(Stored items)
=== Begin Enclosure ===

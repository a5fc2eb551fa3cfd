//! Chat-driven courier for a municipal tax portal
//!
//! A conversation state machine per chat, coupled one-to-one with a Chrome
//! session that logs into the portal, runs scripted workflows and captures
//! the generated certificate PDF from the network layer.

pub mod browser;
pub mod browser_setup;
pub mod capture;
pub mod conversation;
pub mod dispatch;
pub mod error;
pub mod gateway;
mod manager;
pub mod session;
pub mod utils;
pub mod workflow;

use serde::{Deserialize, Serialize};
use std::fs;
use std::path::{Path, PathBuf};
use std::time::Duration;

use crate::utils::constants::{
    CONFIG_PATH_ENV, DEFAULT_BRIDGE_URL, DEFAULT_CAPTURE_WINDOW_MS, DEFAULT_PORTAL_URL,
};
use crate::utils::{validate_interaction_timeout, validate_navigation_timeout};
use crate::workflow::WorkflowSet;

pub use error::{ConfigError, PortalError, PortalResult};
pub use manager::ChromeDriver;

#[derive(Debug, Clone, Default, Serialize, Deserialize)]
pub struct Config {
    #[serde(default)]
    pub portal: PortalConfig,

    #[serde(default)]
    pub browser: BrowserConfig,

    #[serde(default)]
    pub timeouts: TimeoutConfig,

    #[serde(default)]
    pub sessions: SessionConfig,

    #[serde(default)]
    pub gateway: GatewayConfig,

    #[serde(default)]
    pub workflows: WorkflowSet,
}

#[derive(Debug, Clone, Serialize, Deserialize)]
pub struct PortalConfig {
    /// Page every login workflow starts from
    #[serde(default = "default_portal_url")]
    pub base_url: String,
}

/// Browser launch configuration
#[derive(Debug, Clone, Serialize, Deserialize)]
pub struct BrowserConfig {
    #[serde(default = "default_headless")]
    pub headless: bool,

    /// Disable web security features (Same-Origin Policy, certificate checks)
    /// WARNING: the portal is plain HTTP; only needed behind broken proxies
    #[serde(default)]
    pub disable_security: bool,

    /// Explicit Chrome executable; searched for when absent
    #[serde(default)]
    pub executable: Option<PathBuf>,

    #[serde(default)]
    pub window: WindowConfig,
}

#[derive(Debug, Clone, Serialize, Deserialize)]
pub struct WindowConfig {
    #[serde(default = "default_window_width")]
    pub width: u32,

    #[serde(default = "default_window_height")]
    pub height: u32,
}

/// Bounds applied by the browser driver and the capture protocol
#[derive(Debug, Clone, Serialize, Deserialize)]
pub struct TimeoutConfig {
    /// Element waits, clicks and typing
    #[serde(default = "default_action_ms")]
    pub action_ms: u64,

    /// Page loads and post-submit navigation
    #[serde(default = "default_navigation_ms")]
    pub navigation_ms: u64,

    /// Capture window for the certificate PDF
    #[serde(default = "default_capture_window_ms")]
    pub capture_window_ms: u64,
}

/// Live browser session limits
#[derive(Debug, Clone, Serialize, Deserialize)]
pub struct SessionConfig {
    /// Upper bound on concurrently open browser sessions
    #[serde(default = "default_max_live_sessions")]
    pub max_live_sessions: usize,

    /// Sessions untouched for this long are force-released
    #[serde(default = "default_idle_timeout_secs")]
    pub idle_timeout_secs: u64,

    #[serde(default = "default_sweep_interval_secs")]
    pub sweep_interval_secs: u64,

    /// A per-conversation worker with an empty queue retires after this long
    #[serde(default = "default_worker_idle_secs")]
    pub worker_idle_secs: u64,
}

/// WhatsApp bridge connection
#[derive(Debug, Clone, Serialize, Deserialize)]
pub struct GatewayConfig {
    #[serde(default = "default_bridge_url")]
    pub bridge_url: String,

    /// Senders allowed to talk to the bot; empty allows everyone
    #[serde(default)]
    pub allow_from: Vec<String>,

    #[serde(default = "default_reconnect_delay_secs")]
    pub reconnect_delay_secs: u64,
}

fn default_portal_url() -> String {
    DEFAULT_PORTAL_URL.to_string()
}

fn default_headless() -> bool {
    true
}

fn default_window_width() -> u32 {
    1280
}

fn default_window_height() -> u32 {
    900
}

fn default_action_ms() -> u64 {
    30_000
}

fn default_navigation_ms() -> u64 {
    60_000
}

fn default_capture_window_ms() -> u64 {
    DEFAULT_CAPTURE_WINDOW_MS
}

fn default_max_live_sessions() -> usize {
    4
}

fn default_idle_timeout_secs() -> u64 {
    900
}

fn default_sweep_interval_secs() -> u64 {
    60
}

fn default_worker_idle_secs() -> u64 {
    300
}

fn default_bridge_url() -> String {
    DEFAULT_BRIDGE_URL.to_string()
}

fn default_reconnect_delay_secs() -> u64 {
    5
}

impl Default for PortalConfig {
    fn default() -> Self {
        Self {
            base_url: default_portal_url(),
        }
    }
}

impl Default for BrowserConfig {
    fn default() -> Self {
        Self {
            headless: default_headless(),
            disable_security: false,
            executable: None,
            window: WindowConfig::default(),
        }
    }
}

impl Default for WindowConfig {
    fn default() -> Self {
        Self {
            width: default_window_width(),
            height: default_window_height(),
        }
    }
}

impl Default for TimeoutConfig {
    fn default() -> Self {
        Self {
            action_ms: default_action_ms(),
            navigation_ms: default_navigation_ms(),
            capture_window_ms: default_capture_window_ms(),
        }
    }
}

impl Default for SessionConfig {
    fn default() -> Self {
        Self {
            max_live_sessions: default_max_live_sessions(),
            idle_timeout_secs: default_idle_timeout_secs(),
            sweep_interval_secs: default_sweep_interval_secs(),
            worker_idle_secs: default_worker_idle_secs(),
        }
    }
}

impl Default for GatewayConfig {
    fn default() -> Self {
        Self {
            bridge_url: default_bridge_url(),
            allow_from: Vec::new(),
            reconnect_delay_secs: default_reconnect_delay_secs(),
        }
    }
}

impl TimeoutConfig {
    pub fn action(&self) -> Duration {
        Duration::from_millis(self.action_ms)
    }

    pub fn navigation(&self) -> Duration {
        Duration::from_millis(self.navigation_ms)
    }

    pub fn capture_window(&self) -> Duration {
        Duration::from_millis(self.capture_window_ms)
    }
}

impl SessionConfig {
    pub fn idle_timeout(&self) -> Duration {
        Duration::from_secs(self.idle_timeout_secs)
    }

    pub fn sweep_interval(&self) -> Duration {
        Duration::from_secs(self.sweep_interval_secs)
    }

    pub fn worker_idle(&self) -> Duration {
        Duration::from_secs(self.worker_idle_secs)
    }
}

impl Config {
    /// Check cross-field constraints that serde cannot express
    pub fn validate(&self) -> Result<(), ConfigError> {
        let portal = url::Url::parse(&self.portal.base_url)
            .map_err(|e| ConfigError::Invalid(format!("portal.base_url: {e}")))?;
        if !matches!(portal.scheme(), "http" | "https") {
            return Err(ConfigError::Invalid(
                "portal.base_url must start with http:// or https://".into(),
            ));
        }

        let bridge = url::Url::parse(&self.gateway.bridge_url)
            .map_err(|e| ConfigError::Invalid(format!("gateway.bridge_url: {e}")))?;
        if !matches!(bridge.scheme(), "ws" | "wss") {
            return Err(ConfigError::Invalid(
                "gateway.bridge_url must start with ws:// or wss://".into(),
            ));
        }

        validate_interaction_timeout("timeouts.action_ms", self.timeouts.action_ms)?;
        validate_navigation_timeout("timeouts.navigation_ms", self.timeouts.navigation_ms)?;
        validate_interaction_timeout(
            "timeouts.capture_window_ms",
            self.timeouts.capture_window_ms,
        )?;

        if self.sessions.max_live_sessions == 0 {
            return Err(ConfigError::Invalid(
                "sessions.max_live_sessions must be at least 1".into(),
            ));
        }
        if self.sessions.sweep_interval_secs == 0 || self.sessions.worker_idle_secs == 0 {
            return Err(ConfigError::Invalid(
                "sessions.sweep_interval_secs and sessions.worker_idle_secs must be positive"
                    .into(),
            ));
        }

        self.workflows.validate()
    }
}

/// Parse and validate a YAML config document
pub fn parse_yaml_config(contents: &str) -> Result<Config, ConfigError> {
    let config: Config = serde_yaml::from_str(contents)?;
    config.validate()?;
    Ok(config)
}

/// Load config from `path`, falling back to defaults when the file is absent
pub fn load_yaml_config(path: &Path) -> Result<Config, ConfigError> {
    if path.exists() {
        let contents = fs::read_to_string(path)?;
        parse_yaml_config(&contents)
    } else {
        let config = Config::default();
        config.validate()?;
        Ok(config)
    }
}

/// Config location: `PORTAL_COURIER_CONFIG`, else `config.yaml` in the
/// working directory
pub fn config_path() -> PathBuf {
    std::env::var_os(CONFIG_PATH_ENV)
        .map(PathBuf::from)
        .unwrap_or_else(|| PathBuf::from("config.yaml"))
}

=== End Enclosure ===

#### Exercise objective
What lines in the data above carry "scheme"? Return them all.

#### Result for this exercise
        if !matches!(portal.scheme(), "http" | "https") {
        if !matches!(bridge.scheme(), "ws" | "wss") {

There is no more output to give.